We all know firewalls are important, and we implement them in a variety of ways, from hardware to free or commercial products. Some firewalls use general rules to set up your security, and some allow you to fine-tune them to your heart's content (and often frustration). There are two categories when it comes to firewall implementation: The easiest to set up are generally the least flexible, while the more difficult to configure allow the most versatility.
One of the questions I am asked most frequently regarding firewalls is about ports. What should one protect and what should one leave open? The question requires more thought than most care to give it. The answer depends on what you are using your system for, what services need to be made available to the public, and so on.

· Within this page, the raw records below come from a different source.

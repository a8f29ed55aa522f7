use config::{Config, ConfigError, Environment, File};
use serde::Deserialize;
use std::env;

use crate::connectors::aws::AwsConnectorConfig;

pub const DEFAULT_EMAIL_CONNECTOR: &str = "messaging-email";
pub const DEFAULT_SMS_CONNECTOR: &str = "messaging-sms";
pub const DEFAULT_PUSH_NOTIFICATION_CONNECTOR: &str = "messaging-push-notification";

pub const DEFAULT_EMAIL_ENTRY_STORAGE: &str = "email-entry";
pub const DEFAULT_SMS_ENTRY_STORAGE: &str = "sms-entry";
pub const DEFAULT_PUSH_DEVICE_ENTRY_STORAGE: &str = "push-notification-device-entry";
pub const DEFAULT_PUSH_MESSAGE_ENTRY_STORAGE: &str = "push-notification-message-entry";
pub const DEFAULT_TEMPLATE_ENTRY_STORAGE: &str = "template-entry";

#[derive(Debug, Clone, Default, Deserialize)]
pub struct Settings {
    /// AWS credentials and push applications; absent when only the
    /// storage-backed connectors are used
    #[serde(default)]
    pub aws: Option<AwsConnectorConfig>,
    #[serde(default)]
    pub connectors: ConnectorSettings,
    #[serde(default)]
    pub storage: StorageSettings,
    #[serde(default)]
    pub logging: LoggingConfig,
}

/// Registry names of the connectors backing each service
#[derive(Debug, Clone, Deserialize)]
pub struct ConnectorSettings {
    #[serde(default = "default_email_connector")]
    pub email: String,
    #[serde(default = "default_sms_connector")]
    pub sms: String,
    #[serde(default = "default_push_notification_connector")]
    pub push_notification: String,
}

/// Registry names of the entity storage connectors
#[derive(Debug, Clone, Deserialize)]
pub struct StorageSettings {
    #[serde(default = "default_email_entry_storage")]
    pub email_entry: String,
    #[serde(default = "default_sms_entry_storage")]
    pub sms_entry: String,
    #[serde(default = "default_push_device_entry_storage")]
    pub push_notification_device_entry: String,
    #[serde(default = "default_push_message_entry_storage")]
    pub push_notification_message_entry: String,
    #[serde(default = "default_template_entry_storage")]
    pub template_entry: String,
}

#[derive(Debug, Clone, Copy, Default, PartialEq, Eq, Deserialize)]
#[serde(rename_all = "lowercase")]
pub enum LogFormat {
    #[default]
    Pretty,
    Json,
}

#[derive(Debug, Clone, Deserialize)]
pub struct LoggingConfig {
    /// Default filter directive when `RUST_LOG` is unset
    #[serde(default = "default_log_level")]
    pub level: String,
    #[serde(default)]
    pub format: LogFormat,
    /// Registry name of the logging connector handed to connectors, if any
    #[serde(default)]
    pub connector: Option<String>,
}

fn default_email_connector() -> String {
    DEFAULT_EMAIL_CONNECTOR.to_string()
}

fn default_sms_connector() -> String {
    DEFAULT_SMS_CONNECTOR.to_string()
}

fn default_push_notification_connector() -> String {
    DEFAULT_PUSH_NOTIFICATION_CONNECTOR.to_string()
}

fn default_email_entry_storage() -> String {
    DEFAULT_EMAIL_ENTRY_STORAGE.to_string()
}

fn default_sms_entry_storage() -> String {
    DEFAULT_SMS_ENTRY_STORAGE.to_string()
}

fn default_push_device_entry_storage() -> String {
    DEFAULT_PUSH_DEVICE_ENTRY_STORAGE.to_string()
}

fn default_push_message_entry_storage() -> String {
    DEFAULT_PUSH_MESSAGE_ENTRY_STORAGE.to_string()
}

fn default_template_entry_storage() -> String {
    DEFAULT_TEMPLATE_ENTRY_STORAGE.to_string()
}

fn default_log_level() -> String {
    "info".to_string()
}

impl Settings {
    pub fn new() -> Result<Self, ConfigError> {
        // Load .env file if exists
        let _ = dotenvy::dotenv();

        let run_mode = env::var("RUN_MODE").unwrap_or_else(|_| "development".into());

        let builder = Config::builder()
            .set_default("logging.level", "info")?
            .add_source(File::with_name("config/default").required(false))
            .add_source(File::with_name(&format!("config/{}", run_mode)).required(false))
            // MESSAGING__AWS__REGION, MESSAGING__CONNECTORS__EMAIL, ...
            .add_source(
                Environment::with_prefix("MESSAGING")
                    .prefix_separator("__")
                    .separator("__")
                    .try_parsing(true),
            );

        builder.build()?.try_deserialize()
    }

    /// Load settings from a single TOML/YAML/JSON file, ignoring the environment
    pub fn from_file(path: &str) -> Result<Self, ConfigError> {
        Config::builder()
            .add_source(File::with_name(path))
            .build()?
            .try_deserialize()
    }
}

impl Default for ConnectorSettings {
    fn default() -> Self {
        Self {
            email: default_email_connector(),
            sms: default_sms_connector(),
            push_notification: default_push_notification_connector(),
        }
    }
}

impl Default for StorageSettings {
    fn default() -> Self {
        Self {
            email_entry: default_email_entry_storage(),
            sms_entry: default_sms_entry_storage(),
            push_notification_device_entry: default_push_device_entry_storage(),
            push_notification_message_entry: default_push_message_entry_storage(),
            template_entry: default_template_entry_storage(),
        }
    }
}

impl Default for LoggingConfig {
    fn default() -> Self {
        Self {
            level: default_log_level(),
            format: LogFormat::default(),
            connector: None,
        }
    }
}
use std::sync::Arc;

use crate::config::DEFAULT_SMS_CONNECTOR;
use crate::error::{Guards, MessagingResult};
use crate::models::SmsConnector;
use crate::registry::ConnectorRegistries;

const COMPONENT: &str = "MessagingSmsService";

#[derive(Clone)]
pub struct SmsService {
    connector: Arc<dyn SmsConnector>,
}

impl SmsService {
    pub fn new(connector: Arc<dyn SmsConnector>) -> Self {
        Self { connector }
    }

    pub fn from_registry(
        registries: &ConnectorRegistries,
        connector_name: Option<&str>,
    ) -> MessagingResult<Self> {
        let connector = registries
            .sms
            .get(connector_name.unwrap_or(DEFAULT_SMS_CONNECTOR))?;
        Ok(Self::new(connector))
    }

    pub async fn send_sms(&self, phone_number: &str, message: &str) -> MessagingResult<bool> {
        Guards::string_value(COMPONENT, "phone_number", phone_number)?;
        Guards::string_value(COMPONENT, "message", message)?;

        self.connector.send_sms(phone_number, message).await
    }
}

#[cfg(test)]
mod tests {
    use super::*;
    use crate::connectors::entity_storage::EntityStorageSmsConnector;
    use crate::logging::Logger;
    use crate::models::MockSmsConnector;
    use crate::storage::EntityStorageConnector;

    #[tokio::test]
    async fn test_send_sms_through_registered_storage_connector() {
        let registries = ConnectorRegistries::new();
        registries.register_memory_storage(&Default::default());
        let connector =
            EntityStorageSmsConnector::from_registry(&registries, None, Logger::disabled()).unwrap();
        registries
            .sms
            .register(DEFAULT_SMS_CONNECTOR, move || Arc::new(connector.clone()));

        let service = SmsService::from_registry(&registries, None).unwrap();
        assert!(service.send_sms("+1234567890", "Test").await.unwrap());

        let storage = registries.sms_entries.get("sms-entry").unwrap();
        let stored = storage.query().await.unwrap();
        assert_eq!(stored.entities.len(), 1);
    }

    #[tokio::test]
    async fn test_guards_message() {
        let mut connector = MockSmsConnector::new();
        connector.expect_send_sms().never();

        let err = SmsService::new(Arc::new(connector))
            .send_sms("+1234567890", "")
            .await
            .unwrap_err();
        assert_eq!(err.as_guard().map(|g| g.property), Some("message"));
    }
}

Let's take a look at some of the more standard ports and determine how you should treat them depending on your situation.
The more common ports
One thing to keep in mind is that when we discuss ports in terms of a firewall, we usually refer to traffic coming in on a specific port. For instance, when we talk about FTP traffic on port 21, we are not talking about a user using an FTP client to connect to another FTP site. We are talking about a host running an FTP server where inbound connections are made to port 21, or in other words, the FTP server listens to port 21.

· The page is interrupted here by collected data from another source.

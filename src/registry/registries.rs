//! Bundle of the registries a messaging host wires together

use std::sync::Arc;

use crate::config::StorageSettings;
use crate::connectors::entity_storage::{
    EmailEntry, PushNotificationDeviceEntry, PushNotificationMessageEntry, SmsEntry,
};
use crate::logging::LoggingConnector;
use crate::models::{EmailConnector, PushNotificationConnector, SmsConnector};
use crate::storage::{Entity, EntityStorageConnector, MemoryEntityStorageConnector};
use crate::template::TemplateEntry;

use super::ConnectorRegistry;

/// One registry per channel plus the entity storage registries
pub struct ConnectorRegistries {
    pub email: ConnectorRegistry<dyn EmailConnector>,
    pub sms: ConnectorRegistry<dyn SmsConnector>,
    pub push_notification: ConnectorRegistry<dyn PushNotificationConnector>,
    pub logging: ConnectorRegistry<dyn LoggingConnector>,
    pub email_entries: ConnectorRegistry<dyn EntityStorageConnector<EmailEntry>>,
    pub sms_entries: ConnectorRegistry<dyn EntityStorageConnector<SmsEntry>>,
    pub push_device_entries:
        ConnectorRegistry<dyn EntityStorageConnector<PushNotificationDeviceEntry>>,
    pub push_message_entries:
        ConnectorRegistry<dyn EntityStorageConnector<PushNotificationMessageEntry>>,
    pub templates: ConnectorRegistry<dyn EntityStorageConnector<TemplateEntry>>,
}

impl Default for ConnectorRegistries {
    fn default() -> Self {
        Self::new()
    }
}

impl ConnectorRegistries {
    pub fn new() -> Self {
        Self {
            email: ConnectorRegistry::new("messaging-email"),
            sms: ConnectorRegistry::new("messaging-sms"),
            push_notification: ConnectorRegistry::new("messaging-push-notification"),
            logging: ConnectorRegistry::new("logging"),
            email_entries: ConnectorRegistry::new("entity-storage"),
            sms_entries: ConnectorRegistry::new("entity-storage"),
            push_device_entries: ConnectorRegistry::new("entity-storage"),
            push_message_entries: ConnectorRegistry::new("entity-storage"),
            templates: ConnectorRegistry::new("entity-storage"),
        }
    }

    /// Register one shared in-memory store for every entity storage name
    pub fn register_memory_storage(&self, storage: &StorageSettings) {
        register_shared_memory(&self.email_entries, &storage.email_entry);
        register_shared_memory(&self.sms_entries, &storage.sms_entry);
        register_shared_memory(
            &self.push_device_entries,
            &storage.push_notification_device_entry,
        );
        register_shared_memory(
            &self.push_message_entries,
            &storage.push_notification_message_entry,
        );
        register_shared_memory(&self.templates, &storage.template_entry);

        tracing::info!(
            backend = "memory",
            email_entry = %storage.email_entry,
            sms_entry = %storage.sms_entry,
            template_entry = %storage.template_entry,
            "Registered in-memory entity storage"
        );
    }
}

fn register_shared_memory<T: Entity>(
    registry: &ConnectorRegistry<dyn EntityStorageConnector<T>>,
    name: &str,
) {
    let storage: Arc<dyn EntityStorageConnector<T>> =
        Arc::new(MemoryEntityStorageConnector::<T>::new());
    registry.register(name, move || storage.clone());
}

For a simple workstation with no servers running, you can block every port against incoming traffic and not suffer for it. In fact, this is something you should do. Globally denying all incoming traffic on any port on a simple workstation is ideal.

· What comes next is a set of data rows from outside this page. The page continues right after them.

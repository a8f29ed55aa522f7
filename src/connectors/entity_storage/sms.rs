use std::sync::Arc;

use async_trait::async_trait;

use crate::config::DEFAULT_SMS_ENTRY_STORAGE;
use crate::connectors::operation_failed;
use crate::error::{ErrorData, Guards, MessagingResult};
use crate::logging::Logger;
use crate::metrics::MessagingMetrics;
use crate::models::SmsConnector;
use crate::registry::ConnectorRegistries;
use crate::storage::EntityStorageConnector;

use super::entities::{EntryStatus, SmsEntry};
use super::{generate_id, now_millis};

const COMPONENT: &str = "EntityStorageSmsConnector";

/// Stores every SMS as a sent [`SmsEntry`]
#[derive(Clone)]
pub struct EntityStorageSmsConnector {
    storage: Arc<dyn EntityStorageConnector<SmsEntry>>,
    logger: Logger,
}

impl EntityStorageSmsConnector {
    pub fn new(storage: Arc<dyn EntityStorageConnector<SmsEntry>>, logger: Logger) -> Self {
        Self { storage, logger }
    }

    pub fn from_registry(
        registries: &ConnectorRegistries,
        storage_name: Option<&str>,
        logger: Logger,
    ) -> MessagingResult<Self> {
        let storage = registries
            .sms_entries
            .get(storage_name.unwrap_or(DEFAULT_SMS_ENTRY_STORAGE))?;
        Ok(Self::new(storage, logger))
    }
}

#[async_trait]
impl SmsConnector for EntityStorageSmsConnector {
    async fn send_sms(&self, phone_number: &str, message: &str) -> MessagingResult<bool> {
        Guards::string_value(COMPONENT, "phone_number", phone_number)?;
        Guards::string_value(COMPONENT, "message", message)?;

        self.logger.info(COMPONENT, "smsSending").await;

        let entry = SmsEntry {
            id: generate_id(),
            phone_number: phone_number.to_string(),
            ts: now_millis(),
            message: message.to_string(),
            status: EntryStatus::Sent,
            error: None,
        };

        match self.storage.set(entry).await {
            Ok(()) => {
                MessagingMetrics::record_entry_stored("SmsEntry");
                Ok(true)
            }
            Err(err) => Err(operation_failed(
                &self.logger,
                COMPONENT,
                "sms",
                "sendSMSFailed",
                ErrorData::new().with("value", phone_number),
                err,
            )
            .await),
        }
    }
}
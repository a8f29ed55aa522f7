//! Service layer over the channel connectors.
//!
//! The channel services guard their inputs and hand off to one connector.
//! [`MessagingService`] composes all three with the template store: it
//! resolves a localized template, fills in placeholders and delegates the
//! populated title and content.

mod email;
mod messaging;
mod push;
mod sms;

pub use email::EmailService;
pub use messaging::{MessagingService, MessagingServiceBuilder};
pub use push::PushNotificationService;
pub use sms::SmsService;
//! Thin seams over the AWS SDK clients.
//!
//! The connectors talk to [`SesApi`] and [`SnsApi`] rather than to the SDK
//! directly. [`AwsSesApi`] and [`AwsSnsApi`] implement them on top of
//! `aws-sdk-sesv2` and `aws-sdk-sns`; tests substitute mocks or fakes.

use std::collections::HashMap;

use async_trait::async_trait;
use aws_sdk_sesv2::types::{
    Body, BulkEmailContent, BulkEmailEntry, Content, Destination, EmailContent,
    EmailTemplateContent, Message, ReplacementEmailContent, ReplacementTemplate, Template,
};
use thiserror::Error;

use super::config::AwsConnectorConfig;

/// Failures reported by a provider call
#[derive(Debug, Clone, PartialEq, Eq, Error)]
pub enum ProviderError {
    #[error("{operation} failed: {message}")]
    Sdk {
        operation: &'static str,
        message: String,
    },

    #[error("{operation} request could not be built: {message}")]
    InvalidRequest {
        operation: &'static str,
        message: String,
    },

    #[error("{operation} returned HTTP status {status}")]
    UnexpectedStatus { operation: &'static str, status: u16 },

    #[error("{operation} response is missing {field}")]
    MissingOutput {
        operation: &'static str,
        field: &'static str,
    },
}

/// Provider output together with the HTTP status it arrived with.
///
/// The SDK adapters below only see 2xx responses; the SDK reports any other
/// status as an `SdkError`, which maps to [`ProviderError::Sdk`].
#[derive(Debug, Clone, PartialEq, Eq)]
pub struct ProviderResponse<T> {
    pub http_status: u16,
    pub output: T,
}

impl<T> ProviderResponse<T> {
    pub fn ok(output: T) -> Self {
        Self {
            http_status: 200,
            output,
        }
    }

    pub fn with_status(http_status: u16, output: T) -> Self {
        Self {
            http_status,
            output,
        }
    }

    pub fn is_success(&self) -> bool {
        self.http_status == 200
    }

    /// Unwrap the output, treating any status other than 200 as a failure
    pub fn into_output(self, operation: &'static str) -> Result<T, ProviderError> {
        if !self.is_success() {
            return Err(ProviderError::UnexpectedStatus {
                operation,
                status: self.http_status,
            });
        }
        Ok(self.output)
    }
}

impl ProviderResponse<Option<String>> {
    /// Unwrap a provider-issued identifier that must be present
    pub fn into_identifier(
        self,
        operation: &'static str,
        field: &'static str,
    ) -> Result<String, ProviderError> {
        self.into_output(operation)?
            .filter(|id| !id.is_empty())
            .ok_or(ProviderError::MissingOutput { operation, field })
    }
}

pub type ProviderResult<T> = Result<ProviderResponse<T>, ProviderError>;

/// A simple HTML email
#[derive(Debug, Clone, PartialEq, Eq)]
pub struct SimpleEmail {
    pub from: String,
    pub to: Vec<String>,
    pub subject: String,
    pub html: String,
}

#[derive(Debug, Clone, PartialEq, Eq)]
pub struct BulkEmailDestination {
    pub to: String,
    /// JSON object of template replacements
    pub replacement_template_data: Option<String>,
}

#[derive(Debug, Clone, PartialEq, Eq)]
pub struct BulkEmailRequest {
    pub from: String,
    pub template_name: String,
    pub entries: Vec<BulkEmailDestination>,
}

#[derive(Debug, Clone, PartialEq, Eq)]
pub struct PlatformApplication {
    pub arn: String,
}

#[derive(Debug, Clone, PartialEq, Eq)]
pub struct PlatformEndpoint {
    pub arn: String,
    pub attributes: HashMap<String, String>,
}

#[derive(Debug, Clone, PartialEq, Eq)]
pub struct Topic {
    pub arn: String,
}

#[derive(Debug, Clone, PartialEq, Eq)]
pub struct Subscription {
    pub arn: Option<String>,
    pub protocol: Option<String>,
    pub endpoint: Option<String>,
}

/// SNS publish target and payload; exactly one target should be set
#[derive(Debug, Clone, Default, PartialEq, Eq)]
pub struct PublishRequest {
    pub target_arn: Option<String>,
    pub topic_arn: Option<String>,
    pub phone_number: Option<String>,
    pub message: String,
    pub message_structure: Option<String>,
}

/// SES v2 operations used by the email connector
#[cfg_attr(test, mockall::automock)]
#[async_trait]
pub trait SesApi: Send + Sync {
    /// Returns the message id
    async fn send_email(&self, email: SimpleEmail) -> ProviderResult<Option<String>>;

    async fn create_email_template(
        &self,
        name: &str,
        subject: &str,
        html: &str,
    ) -> ProviderResult<()>;

    async fn delete_email_template(&self, name: &str) -> ProviderResult<()>;

    async fn send_bulk_email(&self, request: BulkEmailRequest) -> ProviderResult<()>;
}

/// SNS operations used by the SMS and push connectors
#[async_trait]
pub trait SnsApi: Send + Sync {
    async fn list_platform_applications(&self) -> ProviderResult<Vec<PlatformApplication>>;

    /// Returns the application ARN
    async fn create_platform_application(
        &self,
        name: &str,
        platform: &str,
        platform_credentials: &str,
    ) -> ProviderResult<Option<String>>;

    async fn list_endpoints_by_platform_application(
        &self,
        application_arn: &str,
    ) -> ProviderResult<Vec<PlatformEndpoint>>;

    /// Returns the endpoint ARN
    async fn create_platform_endpoint(
        &self,
        application_arn: &str,
        token: &str,
    ) -> ProviderResult<Option<String>>;

    async fn list_topics(&self) -> ProviderResult<Vec<Topic>>;

    /// Returns the topic ARN
    async fn create_topic(&self, name: &str) -> ProviderResult<Option<String>>;

    async fn list_subscriptions_by_topic(
        &self,
        topic_arn: &str,
    ) -> ProviderResult<Vec<Subscription>>;

    /// Returns the subscription ARN
    async fn subscribe(
        &self,
        topic_arn: &str,
        protocol: &str,
        endpoint: &str,
    ) -> ProviderResult<Option<String>>;

    /// Returns the message id
    async fn publish(&self, request: PublishRequest) -> ProviderResult<Option<String>>;
}

/// Load an SDK config with an explicit endpoint, region and static credentials
pub async fn load_sdk_config(config: &AwsConnectorConfig) -> aws_config::SdkConfig {
    aws_config::defaults(aws_config::BehaviorVersion::latest())
        .endpoint_url(&config.endpoint)
        .region(aws_config::Region::new(config.region.clone()))
        .credentials_provider(aws_sdk_sns::config::Credentials::new(
            &config.access_key_id,
            &config.secret_access_key,
            None,
            None,
            "messaging-config",
        ))
        .load()
        .await
}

For a server system, this becomes a little tricky, because you have to determine which services you are providing and block off all ports except for those you need. But how do you know which ports you need to keep open? Table A shows a list of common ports and their uses in a server scenario:
|20||FTP data||The port the FTP server opens to send information back to the FTP client|
|21||FTP||The actual port that all FTP servers bind to by default|
|23||Telnet||Remote logins using Telnet|
|25||SMTP||The port a mail server receives mail on|
|53||DNS||The port your DNS (Domain Name Server) listens to for DNS requests|
|68||DHCP||The port your DHCP (Dynamic Host Configuration Protocol) server listens to for handing out IP addresses and network information|
|79||Finger||Used to identify users on your system|
|80||HTTP||The port Web servers listen to by default|
|110||POP3||The port a mail server listens to for clients to pick up mail from|
|111||RPC portmap||Required by NFS servers and other RPC-based programs|
|113||Auth||The port the ident server uses when a remote host wants to verify that the user is coming from the IP they claim to be coming from|
|137-139||NetBIOS||(Windows File and Print Sharing) The ports Windows and Samba use for sharing drives and printers with other clients|
|143||IMAP||The port a mail server listens to for clients using IMAP to read their mail instead of POP3|
|443||HTTPS||The port Web servers listen to by default for SSL-enabled Web activity|
|512-515||*NIX-specific ports||*NIX-specific ports for the exec, biff, login, who, shell, syslog, and lpd programs to listen to|
|2049||NFS||Used to export file systems to other *NIX-based computers|
Table A shows the standard ports that you will probably encounter and use most. Table B shows some other ports that you might use.
|98||Linuxconf||Linux-only, for the Linuxconf configuration program|
|465||SSMTP||SMTP over SSL|
|993||SIMAP||IMAP over SSL|
|995||SPOP3||POP3 over SSL|
|3306||MySQL||The port the MySQL server listens to|
|5432||PostgreSQL||The port the PostgreSQL server listens to|
|6000-6069||X Windows||*NIX-only, for the X Windows GUI desktop|
|6667||IRC||Internet Relay Chat server|
|8080||Used by many Web caching proxy servers|
There are a whole slew of other ports that are used for a variety of services. The others are not entirely obscure but are relatively rare in comparison to those listed.
Making the decisions
Now that you've looked at the list, you're probably wondering where to start. The answer isn't as hard as you might think. The first step is to determine which servers are running on your machine and explicitly allow those ports to the outside world.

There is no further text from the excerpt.